- Problem requirements: Lines in the listing below containing the string "unterminated" are to be identified and copied.

- Data excerpts:
────────────────

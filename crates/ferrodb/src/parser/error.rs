//! Parser error type.

use crate::error::Error;
use crate::lexer::{Span, TokenKind};

/// A parse error: an unexpected token or a premature end of input.
#[derive(Debug, Clone, PartialEq)]
pub struct ParseError {
    /// The error message.
    pub message: String,
    /// The location of the error.
    pub span: Span,
    /// What the parser expected, if known.
    pub expected: Option<String>,
    /// The actual token found, if any (`None` at end of input).
    pub found: Option<TokenKind>,
    /// Whether this error originated at the lexer (malformed source
    /// text) rather than the parser (a well-formed but unexpected
    /// token). Surfaces as `Error::Lex` instead of `Error::Parse`.
    is_lex: bool,
}

impl ParseError {
    /// Creates a new parse error with a bare message.
    #[must_use]
    pub fn new(message: impl Into<String>, span: Span) -> Self {
        Self {
            message: message.into(),
            span,
            expected: None,
            found: None,
            is_lex: false,
        }
    }

    /// Creates an "unexpected token" error. If `found` is itself a
    /// lexer error token, this is reclassified as a lex error rather
    /// than a parse error — the source text was malformed, not merely
    /// in the wrong grammatical position.
    #[must_use]
    pub fn unexpected(expected: impl Into<String>, found: TokenKind, span: Span) -> Self {
        if let TokenKind::Error(message) = found {
            return Self::lex(message, span);
        }
        let expected_str: String = expected.into();
        Self {
            message: format!("expected {expected_str}, found {found:?}"),
            span,
            expected: Some(expected_str),
            found: Some(found),
            is_lex: false,
        }
    }

    /// Creates an "unexpected end of input" error.
    #[must_use]
    pub fn unexpected_eof(expected: impl Into<String>, span: Span) -> Self {
        let expected_str: String = expected.into();
        Self {
            message: format!("unexpected end of input: expected {expected_str}"),
            span,
            expected: Some(expected_str),
            found: Some(TokenKind::Eof),
            is_lex: false,
        }
    }

    /// Creates a lex error: malformed source text (unterminated
    /// string, unknown character, unparsable numeric literal).
    #[must_use]
    pub fn lex(message: impl Into<String>, span: Span) -> Self {
        Self {
            message: message.into(),
            span,
            expected: None,
            found: None,
            is_lex: true,
        }
    }
}

impl std::fmt::Display for ParseError {
    fn fmt(&self, f: &mut std::fmt::Formatter<'_>) -> std::fmt::Result {
        write!(
            f,
            "{} at position {}..{}",
            self.message, self.span.start, self.span.end
        )
    }
}

impl std::error::Error for ParseError {}

impl From<ParseError> for Error {
    fn from(e: ParseError) -> Self {
        if e.is_lex {
            Self::Lex {
                message: e.message,
                span: e.span,
            }
        } else {
            Self::Parse {
                message: e.message,
                span: e.span,
                expected: e.expected,
            }
        }
    }
}

#[cfg(test)]
mod tests {
    use super::*;

    #[test]
    fn test_unexpected_eof_reports_eof_as_found() {
        let err = ParseError::unexpected_eof("FROM", Span::new(10, 10));
        assert_eq!(err.found, Some(TokenKind::Eof));
    }

    #[test]
    fn test_converts_into_crate_error() {
        let err = ParseError::new("boom", Span::new(0, 1));
        let converted: Error = err.into();
        assert!(matches!(converted, Error::Parse { .. }));
    }

    #[test]
    fn test_unexpected_reclassifies_lexer_error_tokens_as_lex_errors() {
        let err = ParseError::unexpected(
            "an expression",
            TokenKind::Error("unterminated string literal".to_string()),
            Span::new(0, 5),
        );
        let converted: Error = err.into();
        assert!(matches!(converted, Error::Lex { .. }));
    }
}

────────────────

- Answer space:
    /// Creates a lex error: malformed source text (unterminated
            TokenKind::Error("unterminated string literal".to_string()),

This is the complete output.